EXERCISE INSTRUCTIONS:
Repeat the listing beneath this line exactly, keeping every character.

DATA RECORDS:

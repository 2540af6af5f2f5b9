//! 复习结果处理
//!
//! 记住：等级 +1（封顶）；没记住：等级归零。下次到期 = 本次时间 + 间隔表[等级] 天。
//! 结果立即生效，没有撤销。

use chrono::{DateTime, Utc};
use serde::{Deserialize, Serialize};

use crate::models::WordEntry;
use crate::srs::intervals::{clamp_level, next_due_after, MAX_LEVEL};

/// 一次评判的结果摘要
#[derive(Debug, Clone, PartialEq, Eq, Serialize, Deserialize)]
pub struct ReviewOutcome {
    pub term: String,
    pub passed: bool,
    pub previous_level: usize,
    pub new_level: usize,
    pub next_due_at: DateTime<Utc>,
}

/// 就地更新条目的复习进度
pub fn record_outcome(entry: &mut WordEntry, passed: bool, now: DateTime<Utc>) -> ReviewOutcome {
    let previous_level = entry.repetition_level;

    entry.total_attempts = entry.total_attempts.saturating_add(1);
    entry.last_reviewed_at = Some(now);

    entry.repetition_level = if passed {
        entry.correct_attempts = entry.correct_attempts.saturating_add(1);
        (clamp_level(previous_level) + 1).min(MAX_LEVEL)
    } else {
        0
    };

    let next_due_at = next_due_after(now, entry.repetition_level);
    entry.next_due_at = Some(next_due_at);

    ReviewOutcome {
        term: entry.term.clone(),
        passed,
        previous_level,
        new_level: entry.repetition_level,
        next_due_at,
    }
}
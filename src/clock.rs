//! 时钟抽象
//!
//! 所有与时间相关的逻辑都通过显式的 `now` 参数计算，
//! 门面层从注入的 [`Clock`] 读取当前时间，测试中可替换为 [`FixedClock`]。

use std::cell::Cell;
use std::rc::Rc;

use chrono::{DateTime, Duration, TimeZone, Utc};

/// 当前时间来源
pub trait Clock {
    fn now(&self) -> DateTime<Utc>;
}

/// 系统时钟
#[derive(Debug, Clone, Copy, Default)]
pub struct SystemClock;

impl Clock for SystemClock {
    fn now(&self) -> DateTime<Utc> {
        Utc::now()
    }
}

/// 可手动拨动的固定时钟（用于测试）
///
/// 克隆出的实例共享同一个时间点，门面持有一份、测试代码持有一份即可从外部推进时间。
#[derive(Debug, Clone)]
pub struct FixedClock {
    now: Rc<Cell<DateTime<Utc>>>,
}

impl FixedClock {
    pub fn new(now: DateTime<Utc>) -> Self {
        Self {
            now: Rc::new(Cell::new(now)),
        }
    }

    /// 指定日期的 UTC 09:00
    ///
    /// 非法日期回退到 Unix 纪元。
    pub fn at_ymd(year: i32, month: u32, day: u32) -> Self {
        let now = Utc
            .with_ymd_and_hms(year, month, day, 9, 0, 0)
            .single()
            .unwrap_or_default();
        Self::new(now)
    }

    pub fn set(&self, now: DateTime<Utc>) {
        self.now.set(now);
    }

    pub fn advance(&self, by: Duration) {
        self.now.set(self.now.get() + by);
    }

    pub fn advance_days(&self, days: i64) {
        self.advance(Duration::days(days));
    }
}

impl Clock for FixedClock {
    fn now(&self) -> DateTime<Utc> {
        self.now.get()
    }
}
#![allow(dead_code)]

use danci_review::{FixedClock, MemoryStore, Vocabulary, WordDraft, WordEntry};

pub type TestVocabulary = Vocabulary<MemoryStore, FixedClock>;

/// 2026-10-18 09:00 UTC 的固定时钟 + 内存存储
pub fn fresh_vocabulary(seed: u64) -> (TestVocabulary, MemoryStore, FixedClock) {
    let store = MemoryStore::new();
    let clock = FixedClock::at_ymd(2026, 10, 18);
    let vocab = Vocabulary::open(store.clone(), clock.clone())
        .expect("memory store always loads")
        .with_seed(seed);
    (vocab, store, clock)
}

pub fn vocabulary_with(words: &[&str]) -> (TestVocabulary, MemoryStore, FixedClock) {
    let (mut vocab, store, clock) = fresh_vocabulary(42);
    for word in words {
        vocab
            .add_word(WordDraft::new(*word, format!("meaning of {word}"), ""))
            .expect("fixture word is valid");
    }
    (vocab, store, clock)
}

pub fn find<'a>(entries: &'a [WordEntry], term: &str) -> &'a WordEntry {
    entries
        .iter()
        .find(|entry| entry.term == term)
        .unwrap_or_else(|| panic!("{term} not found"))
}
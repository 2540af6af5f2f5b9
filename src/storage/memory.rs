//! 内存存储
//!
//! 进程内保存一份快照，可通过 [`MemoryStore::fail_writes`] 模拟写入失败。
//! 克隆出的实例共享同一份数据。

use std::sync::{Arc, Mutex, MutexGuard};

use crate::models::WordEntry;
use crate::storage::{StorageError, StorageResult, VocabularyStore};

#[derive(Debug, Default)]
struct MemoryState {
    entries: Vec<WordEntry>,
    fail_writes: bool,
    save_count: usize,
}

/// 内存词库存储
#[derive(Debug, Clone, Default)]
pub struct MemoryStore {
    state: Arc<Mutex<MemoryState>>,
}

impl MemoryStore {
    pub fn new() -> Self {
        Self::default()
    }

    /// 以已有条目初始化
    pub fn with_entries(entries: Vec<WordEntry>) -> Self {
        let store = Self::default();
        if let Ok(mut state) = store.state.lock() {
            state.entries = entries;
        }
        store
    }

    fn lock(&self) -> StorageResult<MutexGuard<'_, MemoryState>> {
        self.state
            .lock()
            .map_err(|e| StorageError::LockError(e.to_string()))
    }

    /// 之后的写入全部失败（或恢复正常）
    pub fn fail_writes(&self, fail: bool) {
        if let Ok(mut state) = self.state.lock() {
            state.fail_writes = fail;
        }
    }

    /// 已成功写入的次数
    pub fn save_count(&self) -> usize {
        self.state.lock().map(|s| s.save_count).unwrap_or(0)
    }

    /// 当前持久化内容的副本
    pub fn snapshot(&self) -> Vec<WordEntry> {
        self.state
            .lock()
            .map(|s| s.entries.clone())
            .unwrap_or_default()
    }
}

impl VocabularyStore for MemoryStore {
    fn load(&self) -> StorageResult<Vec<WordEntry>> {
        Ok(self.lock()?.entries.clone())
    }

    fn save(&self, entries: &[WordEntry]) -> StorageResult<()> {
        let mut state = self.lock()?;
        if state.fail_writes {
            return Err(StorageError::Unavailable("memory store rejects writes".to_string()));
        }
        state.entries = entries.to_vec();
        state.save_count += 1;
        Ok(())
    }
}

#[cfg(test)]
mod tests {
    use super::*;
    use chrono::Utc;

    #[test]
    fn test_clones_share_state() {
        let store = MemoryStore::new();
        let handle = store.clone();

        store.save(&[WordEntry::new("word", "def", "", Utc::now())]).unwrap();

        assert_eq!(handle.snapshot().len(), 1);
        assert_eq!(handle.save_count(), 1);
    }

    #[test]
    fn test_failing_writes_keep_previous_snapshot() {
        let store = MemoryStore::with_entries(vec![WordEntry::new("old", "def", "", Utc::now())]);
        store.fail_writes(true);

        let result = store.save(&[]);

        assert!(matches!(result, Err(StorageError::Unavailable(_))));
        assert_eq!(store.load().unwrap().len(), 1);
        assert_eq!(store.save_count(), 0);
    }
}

SOLVED EXERCISE:
repository 2540af6af5f2f5b9
//! 复习结果处理
//!
//! 记住：等级 +1（封顶）；没记住：等级归零。下次到期 = 本次时间 + 间隔表[等级] 天。
//! 结果立即生效，没有撤销。

use chrono::{DateTime, Utc};
use serde::{Deserialize, Serialize};

use crate::models::WordEntry;
use crate::srs::intervals::{clamp_level, next_due_after, MAX_LEVEL};

/// 一次评判的结果摘要
#[derive(Debug, Clone, PartialEq, Eq, Serialize, Deserialize)]
pub struct ReviewOutcome {
    pub term: String,
    pub passed: bool,
    pub previous_level: usize,
    pub new_level: usize,
    pub next_due_at: DateTime<Utc>,
}

/// 就地更新条目的复习进度
pub fn record_outcome(entry: &mut WordEntry, passed: bool, now: DateTime<Utc>) -> ReviewOutcome {
    let previous_level = entry.repetition_level;

    entry.total_attempts = entry.total_attempts.saturating_add(1);
    entry.last_reviewed_at = Some(now);

    entry.repetition_level = if passed {
        entry.correct_attempts = entry.correct_attempts.saturating_add(1);
        (clamp_level(previous_level) + 1).min(MAX_LEVEL)
    } else {
        0
    };

    let next_due_at = next_due_after(now, entry.repetition_level);
    entry.next_due_at = Some(next_due_at);

    ReviewOutcome {
        term: entry.term.clone(),
        passed,
        previous_level,
        new_level: entry.repetition_level,
        next_due_at,
    }
}
filename src/clock.rs
//! 时钟抽象
//!
//! 所有与时间相关的逻辑都通过显式的 `now` 参数计算，
//! 门面层从注入的 [`Clock`] 读取当前时间，测试中可替换为 [`FixedClock`]。

use std::cell::Cell;
use std::rc::Rc;

use chrono::{DateTime, Duration, TimeZone, Utc};

/// 当前时间来源
pub trait Clock {
    fn now(&self) -> DateTime<Utc>;
}

/// 系统时钟
#[derive(Debug, Clone, Copy, Default)]
pub struct SystemClock;

impl Clock for SystemClock {
    fn now(&self) -> DateTime<Utc> {
        Utc::now()
    }
}

/// 可手动拨动的固定时钟（用于测试）
///
/// 克隆出的实例共享同一个时间点，门面持有一份、测试代码持有一份即可从外部推进时间。
#[derive(Debug, Clone)]
pub struct FixedClock {
    now: Rc<Cell<DateTime<Utc>>>,
}

impl FixedClock {
    pub fn new(now: DateTime<Utc>) -> Self {
        Self {
            now: Rc::new(Cell::new(now)),
        }
    }

    /// 指定日期的 UTC 09:00
    ///
    /// 非法日期回退到 Unix 纪元。
    pub fn at_ymd(year: i32, month: u32, day: u32) -> Self {
        let now = Utc
            .with_ymd_and_hms(year, month, day, 9, 0, 0)
            .single()
            .unwrap_or_default();
        Self::new(now)
    }

    pub fn set(&self, now: DateTime<Utc>) {
        self.now.set(now);
    }

    pub fn advance(&self, by: Duration) {
        self.now.set(self.now.get() + by);
    }

    pub fn advance_days(&self, days: i64) {
        self.advance(Duration::days(days));
    }
}

impl Clock for FixedClock {
    fn now(&self) -> DateTime<Utc> {
        self.now.get()
    }
}
#![allow(dead_code)]

use danci_review::{FixedClock, MemoryStore, Vocabulary, WordDraft, WordEntry};

pub type TestVocabulary = Vocabulary<MemoryStore, FixedClock>;

/// 2026-10-18 09:00 UTC 的固定时钟 + 内存存储
pub fn fresh_vocabulary(seed: u64) -> (TestVocabulary, MemoryStore, FixedClock) {
    let store = MemoryStore::new();
    let clock = FixedClock::at_ymd(2026, 10, 18);
    let vocab = Vocabulary::open(store.clone(), clock.clone())
        .expect("memory store always loads")
        .with_seed(seed);
    (vocab, store, clock)
}

pub fn vocabulary_with(words: &[&str]) -> (TestVocabulary, MemoryStore, FixedClock) {
    let (mut vocab, store, clock) = fresh_vocabulary(42);
    for word in words {
        vocab
            .add_word(WordDraft::new(*word, format!("meaning of {word}"), ""))
            .expect("fixture word is valid");
    }
    (vocab, store, clock)
}

pub fn find<'a>(entries: &'a [WordEntry], term: &str) -> &'a WordEntry {
    entries
        .iter()
        .find(|entry| entry.term == term)
        .unwrap_or_else(|| panic!("{term} not found"))
}
repository 2540af6af5f2f5b9
filename src/storage/memory.rs
//! 内存存储
//!
//! 进程内保存一份快照，可通过 [`MemoryStore::fail_writes`] 模拟写入失败。
//! 克隆出的实例共享同一份数据。

use std::sync::{Arc, Mutex, MutexGuard};

use crate::models::WordEntry;
use crate::storage::{StorageError, StorageResult, VocabularyStore};

#[derive(Debug, Default)]
struct MemoryState {
    entries: Vec<WordEntry>,
    fail_writes: bool,
    save_count: usize,
}

/// 内存词库存储
#[derive(Debug, Clone, Default)]
pub struct MemoryStore {
    state: Arc<Mutex<MemoryState>>,
}

impl MemoryStore {
    pub fn new() -> Self {
        Self::default()
    }

    /// 以已有条目初始化
    pub fn with_entries(entries: Vec<WordEntry>) -> Self {
        let store = Self::default();
        if let Ok(mut state) = store.state.lock() {
            state.entries = entries;
        }
        store
    }

    fn lock(&self) -> StorageResult<MutexGuard<'_, MemoryState>> {
        self.state
            .lock()
            .map_err(|e| StorageError::LockError(e.to_string()))
    }

    /// 之后的写入全部失败（或恢复正常）
    pub fn fail_writes(&self, fail: bool) {
        if let Ok(mut state) = self.state.lock() {
            state.fail_writes = fail;
        }
    }

    /// 已成功写入的次数
    pub fn save_count(&self) -> usize {
        self.state.lock().map(|s| s.save_count).unwrap_or(0)
    }

    /// 当前持久化内容的副本
    pub fn snapshot(&self) -> Vec<WordEntry> {
        self.state
            .lock()
            .map(|s| s.entries.clone())
            .unwrap_or_default()
    }
}

impl VocabularyStore for MemoryStore {
    fn load(&self) -> StorageResult<Vec<WordEntry>> {
        Ok(self.lock()?.entries.clone())
    }

    fn save(&self, entries: &[WordEntry]) -> StorageResult<()> {
        let mut state = self.lock()?;
        if state.fail_writes {
            return Err(StorageError::Unavailable("memory store rejects writes".to_string()));
        }
        state.entries = entries.to_vec();
        state.save_count += 1;
        Ok(())
    }
}

#[cfg(test)]
mod tests {
    use super::*;
    use chrono::Utc;

    #[test]
    fn test_clones_share_state() {
        let store = MemoryStore::new();
        let handle = store.clone();

        store.save(&[WordEntry::new("word", "def", "", Utc::now())]).unwrap();

        assert_eq!(handle.snapshot().len(), 1);
        assert_eq!(handle.save_count(), 1);
    }

    #[test]
    fn test_failing_writes_keep_previous_snapshot() {
        let store = MemoryStore::with_entries(vec![WordEntry::new("old", "def", "", Utc::now())]);
        store.fail_writes(true);

        let result = store.save(&[]);

        assert!(matches!(result, Err(StorageError::Unavailable(_))));
        assert_eq!(store.load().unwrap().len(), 1);
        assert_eq!(store.save_count(), 0);
    }
}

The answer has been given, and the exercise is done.